Федерико Феллини (родился 20 января 1920 года - умер 31 октября 1993 года) - это не просто имя из учебников по истории кино. Это целая вселенная - странная, лиричная, смешная и печальная одновременно. Его фильмы невозможно спутать ни с какими другими, а сам режиссёр прожил жизнь, достойную фильма, который, вероятно, он бы сам и снял.
С детства Феллини был очарован цирком. Он часами наблюдал за клоунами, акробатами, фокусниками - теми, кто жил между радостью и грустью. В зрелом возрасте он посвятил им фильм «Клоуны», где соединил документальность и поэзию. Клоун для него был образом художника - того, кто скрывает боль под маской смеха.
Феллини всю жизнь интересовался снами. Он записывал их в толстые тетради, которые потом называл своим «Атласом фантазий». Режиссёр был убеждён, что во сне человек видит свою подлинную сущность. Именно поэтому многие его картины напоминают сновидения, где реальность растворяется, а нелепое и возвышенное сосуществуют рядом.
Эта фраза принадлежит самому Феллини и отлично описывает его подход. Он не считал себя реалистом - даже когда снимал о реальных людях, превращал их в миф. Его Рим - не тот, что на карте, а тот, что в воображении. Его герои - отражения эмоций, страхов и желаний самого режиссёра.
Феллини признавался, что каждый раз перед началом новой картины испытывал почти панический страх. Он не верил в вдохновение и считал, что снимать фильм - значит бороться с хаосом. На съёмочной площадке он часто импровизировал, менял сцены прямо во время съёмок, полагаясь на интуицию.
На съёмках Феллини редко объяснял актёрам, чего он от них хочет. Он мог сказать: «Ты идёшь, как будто ищешь своё отражение в луже, а находишь там собаку». Иногда он просто давал актёру странную фразу, не связанную со сценой, чтобы вызвать нужное состояние. Результат при этом всегда был гипнотическим.

Когда Феллини задумал картину о режиссёре, не знающем, что снимать, он на самом деле находился в похожем тупике. Так появился «Восемь с половиной» - история о творческом кризисе, ставшая признанием в любви к самому процессу кино. Парадоксально, но фильм о невозможности снимать стал одним из лучших в истории кинематографа.
Джульетта Мазина - не просто актриса, а душа его фильмов. Её героини - добрые, наивные, уязвимые, но сильные. Феллини говорил, что, снимая Мазину, он снимает собственную совесть. Их союз длился всю жизнь, несмотря на ссоры, измены и творческие кризисы. После смерти Джульетты режиссёр прожил всего несколько месяцев - словно ушёл за ней.

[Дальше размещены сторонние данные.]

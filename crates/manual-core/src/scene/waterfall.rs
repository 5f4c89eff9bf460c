use super::{Scene, SceneKind};
use crate::constants::WASH_COLOR;
use crate::effects::{ghost_alpha, EffectProfile, Effects};
use crate::error::{CameraError, Result};
use crate::exposure::ExposureState;
use crate::paint::{Bitmap, BlendMode, Color, Painter, Rect, Viewport};
use glam::Vec2;
use std::rc::Rc;

/// Height every strip texture is generated at.
pub const WATER_LAYER_HEIGHT: u32 = 720;

/// Placement of each water strip: (x, width, fall speed px/s).
pub const WATER_LAYER_LAYOUT: [(f32, f32, f32); 3] =
    [(300.0, 320.0, 140.0), (620.0, 400.0, 220.0), (980.0, 260.0, 180.0)];

const ROCK: Color = Color::hex(0x0b0f14);
const ROCK_LOW: Color = Color::hex(0x0e141c);
const LEDGE: Color = Color::hex(0x121a24);
const CLIFF: Color = Color::hex(0x0c131b);

#[derive(Clone, Debug)]
pub struct WaterLayer {
    pub image: Rc<Bitmap>,
    pub x: f32,
    pub width: f32,
    pub speed: f32,
}

/// Water strips falling past a dark cliff face.
pub struct WaterfallScene {
    layers: Vec<WaterLayer>,
    viewport: Viewport,
    y_offset: f64,
    playing: bool,
}

impl WaterfallScene {
    /// Pair strip textures with [`WATER_LAYER_LAYOUT`] in order; extra
    /// textures are ignored.
    pub fn new(textures: Vec<Rc<Bitmap>>, viewport: Viewport) -> Result<Self> {
        if textures.is_empty() {
            return Err(CameraError::MissingResource("waterfall strip textures".into()));
        }
        let layers = textures
            .into_iter()
            .zip(WATER_LAYER_LAYOUT)
            .map(|(image, (x, width, speed))| WaterLayer {
                image,
                x,
                width,
                speed,
            })
            .collect();
        Ok(Self {
            layers,
            viewport,
            y_offset: 0.0,
            playing: true,
        })
    }

    pub fn layers(&self) -> &[WaterLayer] {
        &self.layers
    }

    pub fn viewport(&self) -> Viewport {
        self.viewport
    }

    fn draw_background(&self, painter: &mut dyn Painter) {
        let (w, h) = (self.viewport.width, self.viewport.height);
        painter.fill_rect(Rect::new(0.0, 0.0, w, h), ROCK);
        painter.fill_rect(Rect::new(0.0, h * 0.55, w, h * 0.45), ROCK_LOW);
        painter.fill_rect(Rect::new(0.0, h * 0.6, w, 6.0), LEDGE);
    }

    fn draw_cliffs(&self, painter: &mut dyn Painter) {
        let (w, h) = (self.viewport.width, self.viewport.height);
        painter.fill_polygon(
            &[Vec2::new(200.0, 0.0), Vec2::new(260.0, h), Vec2::new(200.0, h)],
            CLIFF,
        );
        painter.fill_polygon(
            &[
                Vec2::new(w - 200.0, 0.0),
                Vec2::new(w - 240.0, h),
                Vec2::new(w - 200.0, h),
            ],
            CLIFF,
        );
    }

    fn draw_water(&self, painter: &mut dyn Painter, fx: &Effects) -> Result<()> {
        let profile = EffectProfile::WATERFALL;
        let (h, ratio) = (self.viewport.height, self.viewport.pixel_ratio);
        let n = fx.motion_samples.max(1);
        for layer in &self.layers {
            let src = Rect::new(
                0.0,
                0.0,
                layer.image.width() as f32,
                layer.image.height() as f32,
            );
            for i in 0..n {
                let t = i as f64 / n as f64;
                let y = ((self.y_offset + t) * (layer.speed * ratio) as f64).rem_euclid(h as f64)
                    as f32;
                painter.set_alpha(ghost_alpha(
                    t as f32,
                    profile.ghost_alpha_base,
                    profile.ghost_alpha_span,
                ));
                // tile vertically so the strip always covers the frame
                for k in -1..=1 {
                    let dst = Rect::new(
                        (layer.x * ratio).floor(),
                        (y + k as f32 * h).floor(),
                        (layer.width * ratio).floor(),
                        h,
                    );
                    painter.draw_image(&layer.image, src, dst)?;
                }
            }
        }
        Ok(())
    }
}

impl Scene for WaterfallScene {
    fn kind(&self) -> SceneKind {
        SceneKind::Waterfall
    }

    fn resize(&mut self, viewport: Viewport) {
        self.viewport = viewport;
    }

    fn update(&mut self, dt: f64) {
        if self.playing {
            self.y_offset += dt;
        }
    }

    fn render(&self, painter: &mut dyn Painter, exposure: &ExposureState) -> Result<()> {
        let fx = Effects::derive(exposure, &EffectProfile::WATERFALL);
        let (w, h) = (self.viewport.width, self.viewport.height);

        self.draw_background(painter);

        painter.save();
        painter.set_blur(fx.blur_px);
        self.draw_cliffs(painter);
        painter.restore();

        painter.save();
        let water = self.draw_water(painter, &fx);
        painter.restore();
        water?;

        if fx.wash_alpha > 0.0 {
            painter.save();
            painter.set_blend(BlendMode::Additive);
            painter.set_alpha(fx.wash_alpha);
            painter.fill_rect(Rect::new(0.0, 0.0, w, h), WASH_COLOR);
            painter.restore();
        }
        Ok(())
    }

    fn play(&mut self) {
        self.playing = true;
    }

    fn pause(&mut self) {
        self.playing = false;
    }

    fn is_playing(&self) -> bool {
        self.playing
    }

    fn elapsed(&self) -> f64 {
        self.y_offset
    }
}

Ни один фильм Феллини невозможно представить без музыки Нино Роты. Эти мелодии - как дыхание его мира: немного цирковые, немного грустные, но всегда человечные. Феллини говорил, что Рота понимает его без слов. Иногда музыка писалась до съёмок - и уже под неё режиссёр выстраивал сцены.
В фильмах Феллини Рим превращается в живой организм. Здесь всё пульсирует, смеётся, спорит, грешит и молится. Он снимал не город, а миф о нём. Его «Сладкая жизнь» стала не просто фильмом, а словом, вошедшим в язык - «дольче вита» теперь обозначает не конкретное место, а состояние духа.
Феллини увлекался астрологией, гипнозом, спиритизмом. Он консультировался с медиумами, читал оккультные трактаты и верил в знаки судьбы. Говорил, что мир невидимого интересует его больше, чем то, что можно потрогать. Даже съёмочную площадку он воспринимал как магический круг, где случайностей не бывает.
Феллини признавался, что редко пересматривал свои картины. По его словам, после выхода фильма он чувствовал, будто отпустил ребёнка в самостоятельную жизнь - вмешиваться уже нельзя. Он относился к своим работам с нежностью, но и с усталостью, как человек, который слишком много мечтал.
Хотя режиссёр ушёл из жизни в конце прошлого века, его образы до сих пор живут в кино, моде, рекламе и даже в языке. Фраза «феллиниевский» стала нарицательной - так называют всё, что причудливо, фантастично и в то же время глубоко человечно.
Федерико Феллини умел видеть жизнь как цирковое представление, где смешное и трагичное сплетаются в одно. Он не учил зрителя, а предлагал ему присниться вместе с ним. В его фильмах нет конца - лишь пробуждение, за которым снова начинается сон.